After that mark, an abortion should only be permitted in extreme circumstances such as severe health risk to the pregnant woman.
The law currently requires two certifying consultants to approve an abortion. If you change the eligibility, then you shouldn’t need a process like that.
It will be interesting to see what the Law Commission recommends, but I would have thought something simple such as a medical practitioner certifies the pregnancy is under 20 weeks, and the woman signs the application form. Then you have the procedure done.
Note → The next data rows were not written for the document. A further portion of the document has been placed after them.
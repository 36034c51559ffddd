//! `PipelineStore` backed by one SQLite file.

use async_trait::async_trait;
use log::info;
use std::path::Path;
use std::sync::Arc;

use crate::db::{self, spawn_writer, DbPool};
use crate::records::RecordRepository;
use crate::runs::RunRepository;
use tickerwire_core::errors::Result;
use tickerwire_core::records::{Dataset, DatasetKind, RecordFilter};
use tickerwire_core::runs::{PipelineRun, RunCounts, RunStatus};
use tickerwire_core::store::{PipelineStore, StoreStats};

const RUNS_TABLE: &str = "pipeline_metadata";

pub struct SqlitePipelineStore {
    records: RecordRepository,
    runs: RunRepository,
}

impl SqlitePipelineStore {
    /// Opens (or creates) the database at `db_path` and applies migrations.
    ///
    /// Spawns the writer task, so it must be called inside a Tokio runtime.
    pub fn open(db_path: &Path) -> Result<Self> {
        let url = db::init(db_path)?;
        let pool = db::create_pool(&url)?;
        db::run_migrations(&pool)?;
        info!("Opened pipeline database at {}", url);
        Ok(Self::with_pool(pool))
    }

    pub fn with_pool(pool: Arc<DbPool>) -> Self {
        let writer = spawn_writer(pool.as_ref().clone());
        Self {
            records: RecordRepository::new(pool.clone(), writer.clone()),
            runs: RunRepository::new(pool, writer),
        }
    }

    pub fn get_run(&self, run_id: &str) -> Result<Option<PipelineRun>> {
        self.runs.get(run_id)
    }
}

#[async_trait]
impl PipelineStore for SqlitePipelineStore {
    async fn upsert(&self, dataset: &Dataset) -> Result<usize> {
        self.records.upsert(dataset).await
    }

    fn query(
        &self,
        kind: DatasetKind,
        filter: &RecordFilter,
        limit: Option<i64>,
    ) -> Result<Dataset> {
        self.records.query(kind, filter, limit)
    }

    async fn record_run_start(&self) -> Result<PipelineRun> {
        self.runs.create(PipelineRun::new()).await
    }

    async fn record_run_progress(&self, run_id: &str, status: RunStatus) -> Result<()> {
        self.runs.advance(run_id, status).await
    }

    async fn record_run_end(
        &self,
        run_id: &str,
        status: RunStatus,
        counts: RunCounts,
        error_message: Option<String>,
    ) -> Result<PipelineRun> {
        self.runs
            .finalize(run_id, status, counts, error_message)
            .await
    }

    fn history(&self, limit: i64) -> Result<Vec<PipelineRun>> {
        self.runs.recent(limit)
    }

    fn stats(&self) -> Result<StoreStats> {
        let mut stats = StoreStats::new();
        for kind in DatasetKind::ALL {
            stats.insert(kind.table_name().to_string(), self.records.count(kind)?);
        }
        stats.insert(RUNS_TABLE.to_string(), self.runs.count()?);
        Ok(stats)
    }
}

#[cfg(test)]
#[path = "store_tests.rs"]
mod tests;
It is worth noting that the number of abortions has been falling for the last 13 years. This is a good thing, and I don’t think changing the law will increase the number of abortions. It will just make it easier for women who decide they want one. It’s a tough enough decision to make, without having to go through an un-necessary convoluted process.
Ideally if a woman doesn’t want to be a mother, she won’t get pregnant. Contraception is far preferable to abortion, and the drop in abortions for the last 13 years reflects this I believe.
I respect that some people disagree with me. They think that life begins at conception and that the rights of a one week old embryo trump the rights of the pregnant woman. I disagree with that view as do the majority of people in New Zealand (and Ireland).